EXERCISE PROMPT: Every single entry must be restated word for word.

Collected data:
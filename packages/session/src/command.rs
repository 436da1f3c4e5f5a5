//! Host-issued commands and their outcomes.

use citytwin_object_models::{Coordinate, ObjectKind};
use serde::{Deserialize, Serialize};
use strum_macros::{AsRefStr, Display, EnumString};

/// What a map click does.
#[derive(
    Debug,
    Clone,
    Copy,
    Default,
    PartialEq,
    Eq,
    Hash,
    Serialize,
    Deserialize,
    Display,
    EnumString,
    AsRefStr,
)]
#[serde(rename_all = "SCREAMING_SNAKE_CASE")]
#[strum(serialize_all = "SCREAMING_SNAKE_CASE", ascii_case_insensitive)]
pub enum Mode {
    /// Clicking places the palette kind.
    #[default]
    Add,
    /// Clicking moves the selected object.
    Move,
    /// Clicking does nothing; deletion goes through [`Command::DeleteSelected`].
    Delete,
}

/// A user action forwarded by the rendering host.
#[derive(Debug, Clone, PartialEq, Serialize, Deserialize)]
#[serde(
    tag = "type",
    rename_all = "SCREAMING_SNAKE_CASE",
    rename_all_fields = "camelCase"
)]
pub enum Command {
    /// Switch the interaction mode.
    SetMode {
        /// New mode.
        mode: Mode,
    },
    /// Choose which kind the next click in [`Mode::Add`] places.
    SelectPalette {
        /// Kind to place.
        kind: ObjectKind,
    },
    /// Select an existing object.
    SelectObject {
        /// Object id.
        id: String,
    },
    /// The user clicked the map.
    MapClick {
        /// Clicked point.
        coordinate: Coordinate,
    },
    /// Remove the selected object.
    DeleteSelected,
}

/// Why a command changed nothing.
#[derive(Debug, Clone, Copy, PartialEq, Eq, Serialize, Deserialize, Display)]
#[serde(rename_all = "SCREAMING_SNAKE_CASE")]
pub enum NoOpReason {
    /// Move or delete was requested without a selection.
    #[strum(to_string = "Nothing is selected")]
    NothingSelected,
    /// Map clicks do not delete; use the delete command on a selection.
    #[strum(to_string = "To delete, select an object and issue a delete")]
    ClickInDeleteMode,
}

/// What a command did.
#[derive(Debug, Clone, PartialEq, Eq, Serialize, Deserialize)]
#[serde(
    tag = "type",
    rename_all = "SCREAMING_SNAKE_CASE",
    rename_all_fields = "camelCase"
)]
pub enum CommandOutcome {
    /// A new object was placed and selected.
    Added {
        /// New object's id.
        id: String,
        /// New object's kind.
        kind: ObjectKind,
    },
    /// The selected object was moved.
    Moved {
        /// Moved object's id.
        id: String,
    },
    /// The selected object was removed.
    Deleted {
        /// Removed object's id.
        id: String,
    },
    /// An object was selected.
    Selected {
        /// Selected object's id.
        id: String,
    },
    /// Mode or palette changed.
    Updated,
    /// Nothing changed.
    NoOp {
        /// Why.
        reason: NoOpReason,
    },
}
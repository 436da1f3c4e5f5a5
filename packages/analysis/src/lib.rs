#![cfg_attr(feature = "fail-on-warnings", deny(warnings))]
#![warn(clippy::all, clippy::pedantic, clippy::nursery, clippy::cargo)]
#![allow(clippy::multiple_crate_versions, clippy::cargo_common_metadata)]

//! Placement evaluation and perimeter analysis.
//!
//! Everything here is a pure function over a snapshot of placed objects:
//! [`evaluate`] produces qualitative pros and cons for a candidate
//! placement, [`analyze_perimeter`] aggregates what lies within a radius of
//! a point, and [`perimeter_insights`] turns that aggregate into
//! displayable conclusions.

pub mod evaluate;
pub mod insights;
pub mod perimeter;

pub use evaluate::evaluate;
pub use insights::{DEFAULT_NEARBY_LIMIT, perimeter_insights};
pub use perimeter::analyze_perimeter;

RESPONSE BELOW:
filename packages/session/src/command.rs
repository 436da1f3c4e5f5a5
//! Host-issued commands and their outcomes.

use citytwin_object_models::{Coordinate, ObjectKind};
use serde::{Deserialize, Serialize};
use strum_macros::{AsRefStr, Display, EnumString};

/// What a map click does.
#[derive(
    Debug,
    Clone,
    Copy,
    Default,
    PartialEq,
    Eq,
    Hash,
    Serialize,
    Deserialize,
    Display,
    EnumString,
    AsRefStr,
)]
#[serde(rename_all = "SCREAMING_SNAKE_CASE")]
#[strum(serialize_all = "SCREAMING_SNAKE_CASE", ascii_case_insensitive)]
pub enum Mode {
    /// Clicking places the palette kind.
    #[default]
    Add,
    /// Clicking moves the selected object.
    Move,
    /// Clicking does nothing; deletion goes through [`Command::DeleteSelected`].
    Delete,
}

/// A user action forwarded by the rendering host.
#[derive(Debug, Clone, PartialEq, Serialize, Deserialize)]
#[serde(
    tag = "type",
    rename_all = "SCREAMING_SNAKE_CASE",
    rename_all_fields = "camelCase"
)]
pub enum Command {
    /// Switch the interaction mode.
    SetMode {
        /// New mode.
        mode: Mode,
    },
    /// Choose which kind the next click in [`Mode::Add`] places.
    SelectPalette {
        /// Kind to place.
        kind: ObjectKind,
    },
    /// Select an existing object.
    SelectObject {
        /// Object id.
        id: String,
    },
    /// The user clicked the map.
    MapClick {
        /// Clicked point.
        coordinate: Coordinate,
    },
    /// Remove the selected object.
    DeleteSelected,
}

/// Why a command changed nothing.
#[derive(Debug, Clone, Copy, PartialEq, Eq, Serialize, Deserialize, Display)]
#[serde(rename_all = "SCREAMING_SNAKE_CASE")]
pub enum NoOpReason {
    /// Move or delete was requested without a selection.
    #[strum(to_string = "Nothing is selected")]
    NothingSelected,
    /// Map clicks do not delete; use the delete command on a selection.
    #[strum(to_string = "To delete, select an object and issue a delete")]
    ClickInDeleteMode,
}

/// What a command did.
#[derive(Debug, Clone, PartialEq, Eq, Serialize, Deserialize)]
#[serde(
    tag = "type",
    rename_all = "SCREAMING_SNAKE_CASE",
    rename_all_fields = "camelCase"
)]
pub enum CommandOutcome {
    /// A new object was placed and selected.
    Added {
        /// New object's id.
        id: String,
        /// New object's kind.
        kind: ObjectKind,
    },
    /// The selected object was moved.
    Moved {
        /// Moved object's id.
        id: String,
    },
    /// The selected object was removed.
    Deleted {
        /// Removed object's id.
        id: String,
    },
    /// An object was selected.
    Selected {
        /// Selected object's id.
        id: String,
    },
    /// Mode or palette changed.
    Updated,
    /// Nothing changed.
    NoOp {
        /// Why.
        reason: NoOpReason,
    },
}
repository 436da1f3c4e5f5a5
filename packages/analysis/src/lib.rs
#![cfg_attr(feature = "fail-on-warnings", deny(warnings))]
#![warn(clippy::all, clippy::pedantic, clippy::nursery, clippy::cargo)]
#![allow(clippy::multiple_crate_versions, clippy::cargo_common_metadata)]

//! Placement evaluation and perimeter analysis.
//!
//! Everything here is a pure function over a snapshot of placed objects:
//! [`evaluate`] produces qualitative pros and cons for a candidate
//! placement, [`analyze_perimeter`] aggregates what lies within a radius of
//! a point, and [`perimeter_insights`] turns that aggregate into
//! displayable conclusions.

pub mod evaluate;
pub mod insights;
pub mod perimeter;

pub use evaluate::evaluate;
pub use insights::{DEFAULT_NEARBY_LIMIT, perimeter_insights};
pub use perimeter::analyze_perimeter;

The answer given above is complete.